So, when researchers at the Chinese firm Tencent revealed they could burrow through the Wi-Fi connection of a Tesla S, all the way to its driving systems and then remotely activate the vehicle's brakes, they exposed not one but a chain of security issues. Security vulnerabilities can be introduced throughout the design lifecycle starting at the architectural level, where fundamental flaws in the security architecture, such as storing implicitly trusted boot code in unprotected writable SPI Flash can open systems to attack.
A flawed microarchitectural design decision can also open hardware to vulnerabilities (ex. Meltdown and Foreshadow). Vulnerabilities can also be introduced during RTL design, such as unintentional backdoors in test and debug circuitry, as well as errors in configuration and usage of hardware by low-level firmware and software.
Commonly employed security verification techniques, which include manual design and code review, formal verification, and simulation-based functional verification are important as part of a larger verification strategy but do not provide a unified scalable methodology which can be applied during all stages of the pre-silicon design lifecycle.
Automotive security development lifecycle
The trend of rooting security into hardware is growing rapidly.

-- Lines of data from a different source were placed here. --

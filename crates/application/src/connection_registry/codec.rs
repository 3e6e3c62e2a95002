use crate::store_ports::StoreItem;

use super::*;

pub(super) fn connection_to_item(connection: &ViewerConnection) -> StoreItem {
    StoreItem::new(connection_key(connection.connection_id.as_str()))
        .with_lookup_key(connection.execution_id.as_str())
        .with_attribute("execution_id", connection.execution_id.as_str())
        .with_attribute("last_index", connection.last_index)
        .with_optional_attribute("token_hash", connection.token_hash.as_deref())
        .with_optional_attribute("user_identity", connection.user_identity.as_deref())
        .with_optional_attribute("client_ip", connection.client_ip.as_deref())
        .with_expires_at(connection.expires_at)
}

pub(super) fn connection_from_item(item: &StoreItem) -> AppResult<ViewerConnection> {
    Ok(ViewerConnection {
        connection_id: item.key.partition_key.clone(),
        execution_id: item.string_attribute("execution_id")?,
        token_hash: item.optional_string_attribute("token_hash"),
        last_index: item.i64_attribute("last_index")?,
        expires_at: item.expires_at,
        user_identity: item.optional_string_attribute("user_identity"),
        client_ip: item.optional_string_attribute("client_ip"),
    })
}
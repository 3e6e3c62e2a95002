//! Application services and ports.

#![forbid(unsafe_code)]

mod connection_registry;
mod delivery_ports;
mod delivery_service;
mod execution_service;
mod lock_service;
mod log_service;
mod store_ports;

#[cfg(test)]
mod test_support;

pub use connection_registry::{ConnectionMetadata, ConnectionRegistry, IssuedViewerToken};
pub use delivery_ports::{
    ExecutionRecord, ExecutionStatusReader, PushOutcome, PushSubscriber, PushSubscription,
    PushTransport,
};
pub use delivery_service::{
    ConnectionDelivery, ConnectionFailure, DEFAULT_FANOUT_CONCURRENCY, DeliveryService,
    FanOutReport,
};
pub use execution_service::{
    CompletedExecution, DEFAULT_LOG_RETENTION_SECONDS, ExecutionService, ExecutionStatusStore,
    IngestOutcome, StartedExecution,
};
pub use lock_service::LockService;
pub use log_service::{ExpireBatchFailure, ExpireReport, IngestedBatch, LogService};
pub use store_ports::{
    Attributes, BatchWriteRequest, Condition, ItemKey, ItemUpdate, KeyValueStore,
    MAX_BATCH_WRITE_ITEMS, PartitionQuery, QueryPage, SortDirection, StoreItem, StoreTable,
    WriteOutcome,
};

In a 2015 survey from the Global Semiconductor Alliance (GSA) and McKinsey, semiconductor executives listed security as the top priority for the Internet of Things (IoT) with a large emphasis on automotive. This same survey also listed endpoints and chips some of the most vulnerable attack points in a modern car.

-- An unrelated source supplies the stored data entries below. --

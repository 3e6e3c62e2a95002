use chrono::{DateTime, Utc};
use serde::{Deserialize, Serialize};

/// Connection id prefix used for placeholder rows awaiting a handshake.
pub const PENDING_CONNECTION_PREFIX: &str = "pending_";

/// Builds the placeholder connection id for one issued viewer token.
#[must_use]
pub fn pending_connection_id(execution_id: &str, token_id: &str) -> String {
    format!("{PENDING_CONNECTION_PREFIX}{execution_id}_{token_id}")
}

/// One live or pending viewer subscription to an execution log.
#[derive(Debug, Clone, PartialEq, Eq, Serialize, Deserialize)]
pub struct ViewerConnection {
    /// Transport connection id, or a `pending_` placeholder.
    pub connection_id: String,
    /// Execution the viewer is subscribed to.
    pub execution_id: String,
    /// SHA-256 hex digest of the single-use viewer token, on pending rows only.
    pub token_hash: Option<String>,
    /// Highest log index already delivered to this viewer.
    pub last_index: i64,
    /// Instant after which the row is reaped by the store.
    pub expires_at: Option<DateTime<Utc>>,
    /// Identity of the viewer the capability was issued to.
    pub user_identity: Option<String>,
    /// Client address recorded when the capability was issued.
    pub client_ip: Option<String>,
}

impl ViewerConnection {
    /// Returns true for placeholder rows that have not completed a handshake.
    #[must_use]
    pub fn is_pending(&self) -> bool {
        self.connection_id.starts_with(PENDING_CONNECTION_PREFIX)
    }
}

Functional safety has long been a primary deign concern for OEMs and their suppliers. However, now with the connected and autonomous vehicles, cybersecurity poses additional design challenges. The auto industry’s upcoming standard ISO/SAE 21434 is intended to drive security activities and process at all phases of the vehicle life cycle. The goal is to keep people and information safe. This new standard will be based, in part, on the existing Auto-ISAC (Automotive Information Sharing and Analysis Center) best practice guide.